Si dice di tutto di LA PALOMA, così come del precedente HEUTE NACHT ODER NIE, con il quale il poco più che trentenne regista di Flims ha esordito alla regia nel cinema. Si potrà essere sensibili o meno al piacere del «kitsch», del melodramma, del discorso anche ideologico da scoprire, non certo facilmente, dietro alle immagini sontuosamente decadenti. Ma è difficile negare che le immagini di queste opere sono degli esempi, stupefacentemente personali, di un linguaggio cinematografico compiuto, coerente, governato con una maestria quasi impeccabile. Delle immagini che il nostro Paese ha atteso a lungo.


Bastano le prime pagine di LA PALOMA, le lente panoramiche sui personaggi di un mondo notturno in disfacimento, i dettagli rivelati con precisione, il colore usato con drammatica sapienza (i rossi oscuri, i neri, il biancore della carne sfatta), il largo respiro dei movimenti di macchina, l'impiego straordinario dei suoni, (vero spettacolo nello spettacolo), la scelta delle musiche, per rivelarci immediatamente la presenza di una personalità imperiosa, di una volontà precisa di dominare tutti i mezzi espressivi dello spettacolo. Grazie a questa sua padronanza superiore della scrittura cinematografica, Daniel Schmid riesce a fare, letteralmente, quello che vuole della sua storia, dei suoi personaggi.

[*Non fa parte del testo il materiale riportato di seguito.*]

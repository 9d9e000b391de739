use std::fmt;

use crate::format::{FourCc, Resolution};

/// Index of a stage port. Stages have exactly one input (0) and one output (1).
///
/// # Example
/// ```rust
/// use stagehand_core::prelude::{PortDirection, PortIndex};
///
/// assert_eq!(PortIndex::INPUT.direction(), Some(PortDirection::Input));
/// assert_eq!(PortIndex::new(7).direction(), None);
/// ```
#[derive(Debug, Clone, Copy, PartialEq, Eq, Hash, PartialOrd, Ord)]
#[cfg_attr(feature = "serde", derive(serde::Serialize, serde::Deserialize))]
pub struct PortIndex(u32);

impl PortIndex {
    /// The input port.
    pub const INPUT: PortIndex = PortIndex(0);
    /// The output port.
    pub const OUTPUT: PortIndex = PortIndex(1);

    pub const fn new(index: u32) -> Self {
        Self(index)
    }

    pub const fn get(self) -> u32 {
        self.0
    }

    /// Direction for the two well-known indices, `None` otherwise.
    pub fn direction(self) -> Option<PortDirection> {
        match self {
            PortIndex::INPUT => Some(PortDirection::Input),
            PortIndex::OUTPUT => Some(PortDirection::Output),
            _ => None,
        }
    }
}

impl fmt::Display for PortIndex {
    fn fmt(&self, f: &mut fmt::Formatter<'_>) -> fmt::Result {
        write!(f, "{}", self.0)
    }
}

/// Direction of buffer flow through a port.
#[derive(Debug, Clone, Copy, PartialEq, Eq)]
#[cfg_attr(feature = "serde", derive(serde::Serialize, serde::Deserialize))]
#[cfg_attr(feature = "serde", serde(rename_all = "snake_case"))]
pub enum PortDirection {
    Input,
    Output,
}

/// Media domain of a port.
#[derive(Debug, Clone, Copy, PartialEq, Eq)]
#[cfg_attr(feature = "serde", derive(serde::Serialize, serde::Deserialize))]
#[cfg_attr(feature = "serde", serde(rename_all = "snake_case"))]
pub enum PortDomain {
    Video,
    Image,
}

/// Format advertised on a port.
///
/// `coding` names the compression (or [`FourCc::UNUSED`] for raw pixels) and
/// `color` the pixel layout (or [`FourCc::UNUSED`] for compressed streams).
#[derive(Debug, Clone, Copy, PartialEq, Eq)]
#[cfg_attr(feature = "serde", derive(serde::Serialize, serde::Deserialize))]
pub struct PortFormat {
    pub coding: FourCc,
    pub color: FourCc,
    pub resolution: Resolution,
    /// Frames per second; zero for still images.
    pub framerate: u32,
    /// Target bits per second; zero when not applicable.
    pub bitrate: u32,
}

impl PortFormat {
    /// Bytes in one raw frame when the port carries planar 4:2:0 pixels.
    pub fn raw_frame_len(&self) -> Option<usize> {
        (self.coding.is_unused() && self.color == FourCc::I420)
            .then(|| self.resolution.i420_frame_len())
    }
}

/// Static definition of a port: identity, direction and buffer requirements.
///
/// # Example
/// ```rust
/// use stagehand_core::prelude::*;
///
/// let def = PortDefinition {
///     index: PortIndex::INPUT,
///     direction: PortDirection::Input,
///     domain: PortDomain::Video,
///     buffer_count: 2,
///     buffer_size: 8192,
///     format: PortFormat {
///         coding: FourCc::UNUSED,
///         color: FourCc::I420,
///         resolution: Resolution::new(176, 144).unwrap(),
///         framerate: 15,
///         bitrate: 0,
///     },
/// };
/// assert!(def.validate().is_ok());
/// ```
#[derive(Debug, Clone, Copy, PartialEq, Eq)]
#[cfg_attr(feature = "serde", derive(serde::Serialize, serde::Deserialize))]
pub struct PortDefinition {
    pub index: PortIndex,
    pub direction: PortDirection,
    pub domain: PortDomain,
    /// Number of buffer headers the pool allocates for this port.
    pub buffer_count: usize,
    /// Bytes per buffer.
    pub buffer_size: usize,
    pub format: PortFormat,
}

impl PortDefinition {
    /// Check that the definition is usable for a stage port.
    pub fn validate(&self) -> Result<(), String> {
        match self.index.direction() {
            Some(dir) if dir == self.direction => {}
            Some(dir) => {
                return Err(format!(
                    "port {} must be {:?}, declared {:?}",
                    self.index, dir, self.direction
                ));
            }
            None => return Err(format!("port index {} is not a stage port", self.index)),
        }
        if self.buffer_count == 0 {
            return Err(format!("port {} declares zero buffers", self.index));
        }
        if self.buffer_size == 0 {
            return Err(format!("port {} declares zero-byte buffers", self.index));
        }
        Ok(())
    }
}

LA PALOMA è ovviamente, e volutamente, un fumetto bassamente triviale. Questa passione di un conte Isidoro (uno splendido Peter Kern) per una ballerina tisica, condotta in un ambiente barocco, datato (ma in modo indefinito: talora un dettaglio ci rinvia agli anni venti o trenta, poi un altro ci riporta quasi ai nostri giorni), è un seguito di «clichés» tipici di una certa letteratura borghese. Schmid opera all'interno di questi quadri da Signora delle Camelie per fare esplodere la realtà, per sfociare nel fantastico più totale, che l'assenza di regole psicologiche da rispettare gli rende possibile raggiungere. In questo lavoro di corrosione del «cliché» borghese, c'è una precisa volontà dell'autore di condurre un discorso critico ben preciso nei confronti della società rappresentata. Come già in HEUTE NACHT ODER NIE è questa volontà critica che lega le immagini fantastiche del mondo di Schmid a quelle di una dimensione esistenziale più «reale». Ed è questo legame che rende il suo cinema qualcosa di più di uno straordinario, ma fine a se stesso, spettacolo formale.


È difficile dire quanto di «svizzero» ci sia nell'arte di Daniel Schmid, nella quale sono evidenti gli influssi prepotenti della cultura germanica, e del quale sono noti i legami con una delle tendenze più fertili del cinema tedesco contemporaneo, quello che fa a capo a Fassbinder o a Syberberg. Ma è chiaro che le immagini del film (dovute al grande talento del ticinese Renato Berta, che passa con disinvoltura da direttore di fotografia dalle atmosfere di un Tanner a quelle, così dissimili, di Schmid) sono tra le cose più preziose che ci abbia offerto quell'incredibile fenomeno attuale rappresentato dal sempre meno piccolo cinema svizzero.